Der Zustand der Welt ist auf jeden Fall beschissen.

Der Autor arbeitet in dem Artikel meiner Meinung nach einige Punkte gut heraus.

„ Geschieht das nicht, kommt die „Ökodiktatur“ von ganz allein. Denn dann wird es schon in näherer Zukunft egal sein, wer beim Überschreiten der 1,5 oder gar 2 Grad die politische Verantwortung im Land trägt.

Dann werden politische Entscheidungen nur noch puren Notwendigkeiten folgen, Resilienzmaßnahmen als Konsequenzen nahezu alternativlos und die Einschränkungen Stück um Stück dramatischer werden.
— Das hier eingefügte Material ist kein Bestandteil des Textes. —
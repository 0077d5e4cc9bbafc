use chrono::Utc;
use pagefx_market_data::RateProvider;
use std::sync::Arc;

use super::fx_errors::FxError;
use super::fx_model::RateSnapshot;
use super::fx_traits::KeyValueStoreTrait;
use crate::constants::RATES_CACHE_KEY;
use crate::errors::Result;

/// Returns true once a snapshot fetched at `fetched_at_ms` is `ttl_seconds`
/// old or older.
pub fn is_cache_expired(fetched_at_ms: i64, now_ms: i64, ttl_seconds: u64) -> bool {
    let elapsed_seconds = now_ms.saturating_sub(fetched_at_ms) as f64 / 1000.0;
    elapsed_seconds >= ttl_seconds as f64
}

/// Decodes a stored cache entry.
pub fn parse_cached_snapshot(raw: &str) -> std::result::Result<RateSnapshot, FxError> {
    serde_json::from_str(raw).map_err(|e| FxError::CacheError(e.to_string()))
}

/// Resolves a usable rate snapshot, preferring the cached one.
///
/// A fresh cached snapshot is returned without touching the provider. A
/// missing, unreadable or expired one triggers a fetch; a successful fetch is
/// written back under [`RATES_CACHE_KEY`], replacing the previous entry. A
/// failed fetch leaves the stored entry alone and fails the resolution even
/// if a stale snapshot exists.
#[derive(Clone)]
pub struct RateCacheGateway {
    provider: Arc<dyn RateProvider>,
    store: Arc<dyn KeyValueStoreTrait>,
}

impl RateCacheGateway {
    pub fn new(provider: Arc<dyn RateProvider>, store: Arc<dyn KeyValueStoreTrait>) -> Self {
        Self { provider, store }
    }

    pub async fn resolve_rates(
        &self,
        base_code: &str,
        access_key: &str,
        ttl_seconds: u64,
    ) -> Result<RateSnapshot> {
        self.resolve_rates_at(base_code, access_key, ttl_seconds, Utc::now().timestamp_millis())
            .await
    }

    /// Same as [`resolve_rates`](Self::resolve_rates) with an explicit clock.
    pub async fn resolve_rates_at(
        &self,
        base_code: &str,
        access_key: &str,
        ttl_seconds: u64,
        now_ms: i64,
    ) -> Result<RateSnapshot> {
        if let Some(cached) = self.read_cached_snapshot() {
            if !is_cache_expired(cached.fetched_at_ms, now_ms, ttl_seconds) {
                log::debug!(
                    "Using cached {} rates from {} (fetched at {})",
                    cached.base,
                    cached.date,
                    cached.fetched_at_ms
                );
                return Ok(cached);
            }
            log::debug!("Cached rates expired, refreshing from {}", self.provider.id());
        }

        self.refresh(base_code, access_key, now_ms).await
    }

    /// The stored snapshot, if one exists and can be read.
    pub fn read_cached_snapshot(&self) -> Option<RateSnapshot> {
        let raw = match self.store.get(RATES_CACHE_KEY) {
            Ok(Some(raw)) => raw,
            Ok(None) => return None,
            Err(e) => {
                log::warn!("Failed to read cached rates: {}", e);
                return None;
            }
        };

        match parse_cached_snapshot(&raw) {
            Ok(snapshot) => Some(snapshot),
            Err(e) => {
                log::warn!("Ignoring unreadable cached rates: {}", e);
                None
            }
        }
    }

    /// Fetches fresh rates and replaces the stored snapshot.
    pub async fn refresh(&self, base_code: &str, access_key: &str, now_ms: i64) -> Result<RateSnapshot> {
        let latest = self
            .provider
            .fetch_latest_rates(base_code, access_key)
            .await
            .map_err(|e| {
                log::error!("Failed to fetch rates from {}: {}", self.provider.id(), e);
                FxError::from(e)
            })?;

        let snapshot = RateSnapshot::from_latest(latest, now_ms);
        self.store_snapshot(&snapshot).await;
        Ok(snapshot)
    }

    async fn store_snapshot(&self, snapshot: &RateSnapshot) {
        let serialized = match serde_json::to_string(snapshot) {
            Ok(serialized) => serialized,
            Err(e) => {
                log::error!("Failed to serialize rates for caching: {}", e);
                return;
            }
        };

        if let Err(e) = self.store.set(RATES_CACHE_KEY, &serialized).await {
            log::warn!("Failed to cache rates: {}", e);
        }
    }
}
Kurz gesagt: Wenn nichts mehr hilft, wenn die Zeit für ein freundliches Umlenken auf den öffentlichen Nahverkehr und die Bahn (samt massivem Ausbau) nicht mehr reicht, werden Verbrennermotoren, vor allem und zuerst im privat genutzten Bereich, eben verboten.“

Ich würde diese Zeilen gerne als ferne Dystopie betrachten, allein mir fehlt der Glaube…

Kennen wir eigentlich historische Beispiele, wo durch vorbeugende Repression eine womöglich drohende umfassendere Repression abgewendet werden konnte?

Es sehr gelungener Kommentar, auch wenn ich es inhaltlich nicht teile: ich war auch willens die 10€ via Paypal (ausschließlich dieser Kommentar) in den Redaktions-Topf zu werfen, aber wenn ich dazu komplett das Rechnungsformular ausfüllen muss gibt es den 10er bar im Briefkasten der Redaktion dauert aber noch ca. 5 Wochen, kauft davon was essbares!